Disc golf event at county park also a toy drive
comments
Friday, Nov. 08, 2013

Disc golf event at county park also a toy drive

  • http://media.charlotteobserver.com/smedia/2013/11/06/13/07/JnwYQ.Em.138.jpeg|261
    - CABARRUS COUNTY PARKS AND RECREATION
    A disc golfer at a glow tournament makes his shot with a green glow-in-the-dark disc.
  • http://media.charlotteobserver.com/smedia/2013/11/06/13/07/o9cEc.Em.138.jpeg|421
    BYRON HAGLER - CABARRUS COUNTY PARKS AND RECREATION
    The nighttime Terror Toss Disc Golf Tournament course at North Cabarrus Park was decked out in glowing decor.
  • http://media.charlotteobserver.com/smedia/2013/11/06/13/07/mHLww.Em.138.jpeg|237
    BYRON HAGLER - CABARRUS COUNTY PARKS AND RECREATION
    Discs were given to tournament participants, compliments of Innova Disc Golf.
  • http://media.charlotteobserver.com/smedia/2013/11/06/13/07/1kkLO2.Em.138.jpeg|421
    BYRON HAGLER - CABARRUS COUNTY PARKS AND RECREATION
    The Terror Toss Disc Golf Tournament course at North Cabarrus Park was decked out in glowing decor, and this golfer’s hand also glowed in the dark.
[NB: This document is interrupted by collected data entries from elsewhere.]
//! Payment cycle management commands.

use chrono::{NaiveDate, Utc};

use codledger_core::Email;
use codledger_engine::models::CycleKind;
use codledger_store::PaymentCycleRepository;
use codledger_store::payment_cycles::UpsertCycleInput;

use super::CliError;

/// Create or replace a dropshipper's payment cycle.
pub async fn set(
    dropshipper: &str,
    name: &str,
    kind: &str,
    offset_days: i64,
) -> Result<(), CliError> {
    let dropshipper = Email::parse(dropshipper)
        .map_err(|e| CliError::InvalidArgument(format!("dropshipper: {e}")))?;
    let kind = CycleKind::parse(kind);
    if matches!(kind, CycleKind::Other(_)) {
        tracing::warn!(%kind, "unrecognized cycle kind; it will resolve to a trailing 30-day window");
    }

    let store = super::connect().await?;
    let cycle = PaymentCycleRepository::new(store.pool())
        .upsert(&UpsertCycleInput {
            dropshipper,
            name: name.to_owned(),
            kind,
            offset_days,
        })
        .await?;

    #[allow(clippy::print_stdout)]
    {
        println!(
            "Cycle {} ({}) saved for {} with offset {} day(s)",
            cycle.name, cycle.kind, cycle.dropshipper, cycle.offset_days
        );
    }

    Ok(())
}

/// List configured payment cycles.
pub async fn list(dropshipper: Option<&str>) -> Result<(), CliError> {
    let store = super::connect().await?;
    let cycles = PaymentCycleRepository::new(store.pool())
        .list(dropshipper)
        .await?;

    #[allow(clippy::print_stdout)]
    {
        if cycles.is_empty() {
            println!("No payment cycles configured");
            return Ok(());
        }
        for cycle in &cycles {
            println!(
                "{}  {}  {}  offset={}d",
                cycle.dropshipper, cycle.name, cycle.kind, cycle.offset_days
            );
        }
    }

    Ok(())
}

/// Resolve a cycle's window and run the payout report over it.
pub async fn run(
    dropshipper: &str,
    name: &str,
    as_of: Option<NaiveDate>,
) -> Result<(), CliError> {
    let dropshipper = Email::parse(dropshipper)
        .map_err(|e| CliError::InvalidArgument(format!("dropshipper: {e}")))?;
    let as_of = as_of.unwrap_or_else(|| Utc::now().date_naive());

    let service = super::service().await?;
    let window = service
        .resolve_cycle_window(&dropshipper, name, as_of)
        .await?;
    let report = service.run_cycle(&dropshipper, name, as_of).await?;

    #[allow(clippy::print_stdout)]
    {
        println!("Cycle {name} resolves to {window}");
        println!(
            "Final payable for {}: {} {}",
            dropshipper,
            report.summary.final_payable,
            report.summary.currency.code()
        );
    }

    Ok(())
}
// src/table/mod.rs

pub mod parse;
mod text;

pub use parse::parse_tables;

use crate::error::{ExtractError, Result};

/// A parsed HTML table: column labels plus string cells.
///
/// Every row holds exactly `headers.len()` cells.
#[derive(Debug, Clone, Default, PartialEq, Eq)]
pub struct Table {
    pub headers: Vec<String>,
    pub rows: Vec<Vec<String>>,
}

impl Table {
    /// Builds a table, padding short rows with empty cells and truncating long ones.
    pub fn new(headers: Vec<String>, rows: Vec<Vec<String>>) -> Self {
        let width = headers.len();
        let rows = rows
            .into_iter()
            .map(|mut row| {
                row.resize(width, String::new());
                row
            })
            .collect();
        Self { headers, rows }
    }

    pub fn num_columns(&self) -> usize {
        self.headers.len()
    }

    pub fn num_rows(&self) -> usize {
        self.rows.len()
    }

    pub fn column_index(&self, name: &str) -> Option<usize> {
        self.headers.iter().position(|h| h == name)
    }

    /// Keeps only `columns`, in the given order.
    ///
    /// Fails with every missing name at once, before any cell is copied.
    pub fn project(&self, columns: &[&str]) -> Result<Table> {
        let mut indices = Vec::with_capacity(columns.len());
        let mut missing = Vec::new();
        for &name in columns {
            match self.column_index(name) {
                Some(i) => indices.push(i),
                None => missing.push(name.to_string()),
            }
        }
        if !missing.is_empty() {
            return Err(ExtractError::MissingColumns {
                missing,
                available: self.headers.clone(),
            });
        }

        let rows = self
            .rows
            .iter()
            .map(|row| {
                indices
                    .iter()
                    .map(|&i| row.get(i).cloned().unwrap_or_default())
                    .collect()
            })
            .collect();
        Ok(Table {
            headers: columns.iter().map(|c| c.to_string()).collect(),
            rows,
        })
    }

    /// Replaces the column labels positionally.
    pub fn rename(mut self, names: &[&str]) -> Table {
        debug_assert_eq!(names.len(), self.headers.len());
        for (header, name) in self.headers.iter_mut().zip(names) {
            *header = name.to_string();
        }
        self
    }
}

/// Picks one table by its position in document order.
pub fn select_table(mut tables: Vec<Table>, index: usize) -> Result<Table> {
    let found = tables.len();
    if index >= found {
        return Err(ExtractError::TableIndex { index, found });
    }
    Ok(tables.swap_remove(index))
}
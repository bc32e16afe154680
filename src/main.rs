use anyhow::{Context, Result};
use clap::Parser;
use hrscraper::config::{Args, Config};
use tracing::info;
use tracing_subscriber::{fmt, EnvFilter};

#[tokio::main]
async fn main() -> Result<()> {
    // ─── 1) init logging (stderr; stdout is for the result line) ───────
    let env = EnvFilter::try_from_default_env().unwrap_or_else(|_| EnvFilter::new("info"));
    fmt::Subscriber::builder()
        .with_env_filter(env)
        .with_span_events(fmt::format::FmtSpan::CLOSE)
        .with_writer(std::io::stderr)
        .init();

    // ─── 2) resolve config ───────────────────────────────────────────
    let args = Args::parse();
    let config = Config::from_args(&args).context("loading configuration")?;
    info!(url = %config.url, output = %config.output.display(), "startup");

    // ─── 3) scrape → csv ─────────────────────────────────────────────
    let client = config.client()?;
    hrscraper::run(&client, &config)
        .await
        .with_context(|| format!("extracting table {} from {}", config.table_index, config.url))?;

    println!("Saved {}", config.output.display());
    Ok(())
}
North Cabarrus Park on Orphanage Road will host its Disc-ember Disc Golf Tournament and toy drive from 10 a.m. to 3 p.m. Dec. 7.

North Cabarrus is the only Cabarrus County-operated park with a disc golf course.

“Disc golf is a lifetime sport played by all different types of people – and it costs less than $10 to get started,” said Cabarrus County senior park ranger Jonathan Poole. “A typical round of disc golf takes only an hour to an hour and a half to play, compared to four or five hours for traditional golf. No matter your skill level, disc golf offers low-impact exercise and is a great opportunity to enjoy nature with friends and family.”

The park hosted its first glow-in-the-dark competition, the Terror Toss Disc Golf Glow Tournament, which started at 8:15 p.m. Oct. 25 and went into the early morning hours. Poole said they decided to offer a glow-in-the-dark event because rangers saw requests for it on feedback surveys filled out after past disc golf tournaments.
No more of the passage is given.